A reação do pai que perdeu escravos e filhos e tudo o mais é continuar sua obra de salvação, de continuar preparando uma nova vinha em vista de belos frutos, e não fazer ninguém pagar na mesma moeda.
- Jesus, o Filho, a pedra desprezado pelos irmãos (os chefes do povo e do sistema religioso da época), se torna pedra angular de um novo templo, não de pedras, mas de “adoradores em espírito e verdade”. É o Filho que nos dá a herança divina, nos faz ter o mesmo “sangue” de Deus. É o Filho que une o Pai aos filhos que somos nós, e une os irmãos entre si, não importando que sejam de origem pagã ou judaica. Um novo templo é erguido. A obra maravilhosa e digna de admiração, aqui, é que a nossa violência que despreza os profetas e o Filho provoca a misericórdia divina. A Igreja reconhece em Jesus o Cordeiro imolado e vitorioso (cf. Ap 5,6.13), que vence o mal com o bem (cf. Rm 12,21), apagando em si a nossa potência de morte, deixando que extravasemos nossa violência sobre ele, tal como pai que do filho mais velho recebe toda ira, escárnio e reprovação (cf. Lc 15, 11ss).
- Por que é obra digna de admiração? Porque do mal que lhe fizemos, ele fez um bem. Um dia os homens cometeram um crime quase impensável, mataram o autor da vida (cf. At 3, 15). No entanto, a Palavra se faz valer e não deixa o caos predominar (“A terra estava deserta e vazia, as trevas cobriam o Oceano e um vento impetuoso soprava sobre as águas. Deus disse: ‘Faça-se a luz’! E a luz se fez.....” - cf. Gen 1, 2ss).
Naquele dia, quando a “Pedra” rejeitada se tornou pedra angular, mais uma vez o mundo se recria cheio da glória de Deus. Com sua morte na Cruz, Deus cria e oferta o bem supremo para cada um de nós: o dom de si. Algo semelhante vemos em José do Egito: “Vós planejastes fazer o mal contra mim. Deus, porém, teve em mente com isso um bem: conservar a vida de um povo numeroso, como hoje está fazendo” (Gen 50,20). “Tudo concorre para o bem daqueles que amam a Deus” (cf. Rm 8,28).
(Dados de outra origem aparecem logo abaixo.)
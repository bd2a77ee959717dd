//! Pagination extractor.
//!
//! Reads `page`, `size` and `sort` from the query string into a
//! [`PageRequest`].

use axum::{extract::FromRequestParts, http::request::Parts};
use ayoos_persistence::core::ConsultationService;
use ayoos_persistence::types::{PageRequest, SortOrder};

use crate::error::RestError;
use crate::state::AppState;

/// Axum extractor for pagination parameters.
///
/// - `page`: zero-based page index, default 0, negative values become 0
/// - `size`: page size, default from configuration, values below 1 fall back
///   to the default, values above the configured maximum are capped
/// - `sort`: repeatable, `property[,property...][,asc|desc]`
///
/// Non-numeric `page` or `size` values are rejected with 400.
///
/// # Example
///
/// ```rust,ignore
/// use ayoos_rest::extractors::Pageable;
///
/// async fn list_handler(pageable: Pageable) {
///     let request = pageable.into_inner();
///     println!("page {} of size {}", request.page, request.size);
/// }
/// ```
#[derive(Debug, Clone)]
pub struct Pageable(pub PageRequest);

impl Pageable {
    /// Parses pagination parameters from a raw query string.
    pub fn from_query(
        query: Option<&str>,
        default_size: usize,
        max_size: usize,
    ) -> Result<Self, RestError> {
        let mut page: Option<i64> = None;
        let mut size: Option<i64> = None;
        let mut sort = Vec::new();

        for (key, value) in url::form_urlencoded::parse(query.unwrap_or("").as_bytes()) {
            match key.as_ref() {
                "page" => page = Some(parse_number("page", &value)?),
                "size" => size = Some(parse_number("size", &value)?),
                "sort" => sort.extend(SortOrder::parse_param(&value)),
                _ => {}
            }
        }

        let page = page.unwrap_or(0).max(0) as usize;
        let size = match size {
            Some(size) if size >= 1 => (size as u64).min(max_size as u64) as usize,
            _ => default_size,
        };

        Ok(Pageable(PageRequest {
            page,
            size: size.max(1),
            sort,
        }))
    }

    /// Consumes the extractor and returns the page request.
    pub fn into_inner(self) -> PageRequest {
        self.0
    }
}

fn parse_number(name: &str, value: &str) -> Result<i64, RestError> {
    value.trim().parse().map_err(|_| RestError::BadRequest {
        message: format!("Invalid pagination parameter '{}': {}", name, value),
    })
}

impl<S> FromRequestParts<AppState<S>> for Pageable
where
    S: ConsultationService + 'static,
{
    type Rejection = RestError;

    async fn from_request_parts(
        parts: &mut Parts,
        state: &AppState<S>,
    ) -> Result<Self, Self::Rejection> {
        Pageable::from_query(
            parts.uri.query(),
            state.default_page_size(),
            state.max_page_size(),
        )
    }
}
Divinamente, santamente, “com os perversos, Deus é astuto” (Salmo 17 ou 18,27): roubamos seus dons, e Ele faz do nosso furto, da nossa agressão, o seu dom! No dia que o soldado maldosamente transpassou o coração de Jesus, saiu, para ele, o perverso soldado, o melhor que Jesus tinha: sangue e água que jorraram do mais íntimo de Jesus, do seu coração. Deus, o sumo bem, se oferta à nossa humanidade naquilo que esta tem de pior.
- “O reino será tirado e será dado a “outros lavradores” (v. 43): serão aqueles que vendo o sinal do Filho do homem baterão no peito (cf. Mt 24,30), reconhecendo o próprio “não”, a própria aversão ao Senhor, o próprio pecado, e ao mesmo tempo reconhecerão o eterno “sim” e amor de Deus que é fiel em amar-nos mesmo quando somos traidores. Trata-se de acatar o dom do Messias, superando a autossuficiência. Os novos lavradores darão frutos, o fruto da vida fraterna, verdadeiros frutos de conversão. “Colocarei minha lei no seu seio e a escreverei em seu coração. Então eu serei seu Deus e eles serão meu povo” (Jer. 31,31-34).